> _Exercise description_:
Write out each line from the data below that includes the word "ConfigFile".
__________________________________________________
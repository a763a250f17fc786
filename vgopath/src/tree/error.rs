//! Error types for path tree construction.

use thiserror::Error;

/// Result type for tree operations.
pub type TreeResult<T> = Result<T, TreeError>;

/// Errors raised while building the module path tree.
#[derive(Debug, Clone, Error, PartialEq, Eq)]
pub enum TreeError {
    /// A module was reported with an empty path.
    #[error("invalid empty module path")]
    EmptyPath,

    /// A module path contains an empty segment (e.g. `a//b` or `a/`).
    #[error("invalid module path {path:?}: empty path segment")]
    EmptySegment { path: String },

    /// A module path contains a `.` or `..` segment, which would escape its
    /// slot in the tree once linked.
    #[error("invalid module path {path:?}: {segment:?} path segment")]
    InvalidSegment { path: String, segment: String },

    /// Two modules claim the same path.
    #[error("module {path} already exists")]
    Duplicate { path: String },
}
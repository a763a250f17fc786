//! Persisted defaults in `config.ini`.
//!
//! ```ini
//! [go]
//! binary = /usr/local/go/bin/go
//!
//! [link]
//! skip_bin = false
//! skip_build_cache = true
//! skip_modules = false
//! ```

use std::path::{Path, PathBuf};

use ini::Ini;
use thiserror::Error;

/// Errors reading the config file.
#[derive(Debug, Error)]
pub enum ConfigError {
    /// The file exists but could not be read or parsed.
    #[error("failed to load config file {}: {reason}", .path.display())]
    Load { path: PathBuf, reason: String },

    /// A value has the wrong type.
    #[error("invalid value {value:?} for {key}: expected true or false")]
    InvalidBool { key: String, value: String },
}

/// `[go]` section.
#[derive(Debug, Clone, Default, PartialEq, Eq)]
pub struct GoSettings {
    /// go binary used as the resolver. `None` means `go` from `PATH`.
    pub binary: Option<PathBuf>,
}

/// `[link]` section.
#[derive(Debug, Clone, Default, PartialEq, Eq)]
pub struct LinkSettings {
    pub skip_bin: bool,
    pub skip_build_cache: bool,
    pub skip_modules: bool,
}

/// Contents of `config.ini`.
#[derive(Debug, Clone, Default, PartialEq, Eq)]
pub struct ConfigFile {
    pub go: GoSettings,
    pub link: LinkSettings,
}

/// Location of the config file (`<config dir>/vgopath/config.ini`).
pub fn config_file_path() -> PathBuf {
    dirs::config_dir()
        .unwrap_or_else(|| PathBuf::from("."))
        .join("vgopath")
        .join("config.ini")
}

impl ConfigFile {
    /// Load from the default location. A missing file yields defaults.
    pub fn load() -> Result<Self, ConfigError> {
        Self::load_from(&config_file_path())
    }

    /// Load from `path`. A missing file yields defaults.
    pub fn load_from(path: &Path) -> Result<Self, ConfigError> {
        if !path.exists() {
            return Ok(Self::default());
        }

        let ini = Ini::load_from_file(path).map_err(|e| ConfigError::Load {
            path: path.to_path_buf(),
            reason: e.to_string(),
        })?;

        Self::from_ini(&ini)
    }

    fn from_ini(ini: &Ini) -> Result<Self, ConfigError> {
        let mut config = Self::default();

        if let Some(go) = ini.section(Some("go")) {
            config.go.binary = go
                .get("binary")
                .map(str::trim)
                .filter(|v| !v.is_empty())
                .map(PathBuf::from);
        }

        if let Some(link) = ini.section(Some("link")) {
            let flag = |key: &str| -> Result<bool, ConfigError> {
                link.get(key)
                    .map_or(Ok(false), |v| parse_bool(&format!("link.{}", key), v))
            };
            config.link.skip_bin = flag("skip_bin")?;
            config.link.skip_build_cache = flag("skip_build_cache")?;
            config.link.skip_modules = flag("skip_modules")?;
        }

        Ok(config)
    }
}

fn parse_bool(key: &str, value: &str) -> Result<bool, ConfigError> {
    match value.trim().to_lowercase().as_str() {
        "true" | "yes" | "on" | "1" => Ok(true),
        "false" | "no" | "off" | "0" | "" => Ok(false),
        _ => Err(ConfigError::InvalidBool {
            key: key.to_string(),
            value: value.to_string(),
        }),
    }
}
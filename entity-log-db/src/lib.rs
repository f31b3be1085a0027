pub mod models;
pub mod repository;
pub mod utils;

pub use models::*;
__________________________________________________
> _Written response_:
pub struct ConfigFile {
impl ConfigFile {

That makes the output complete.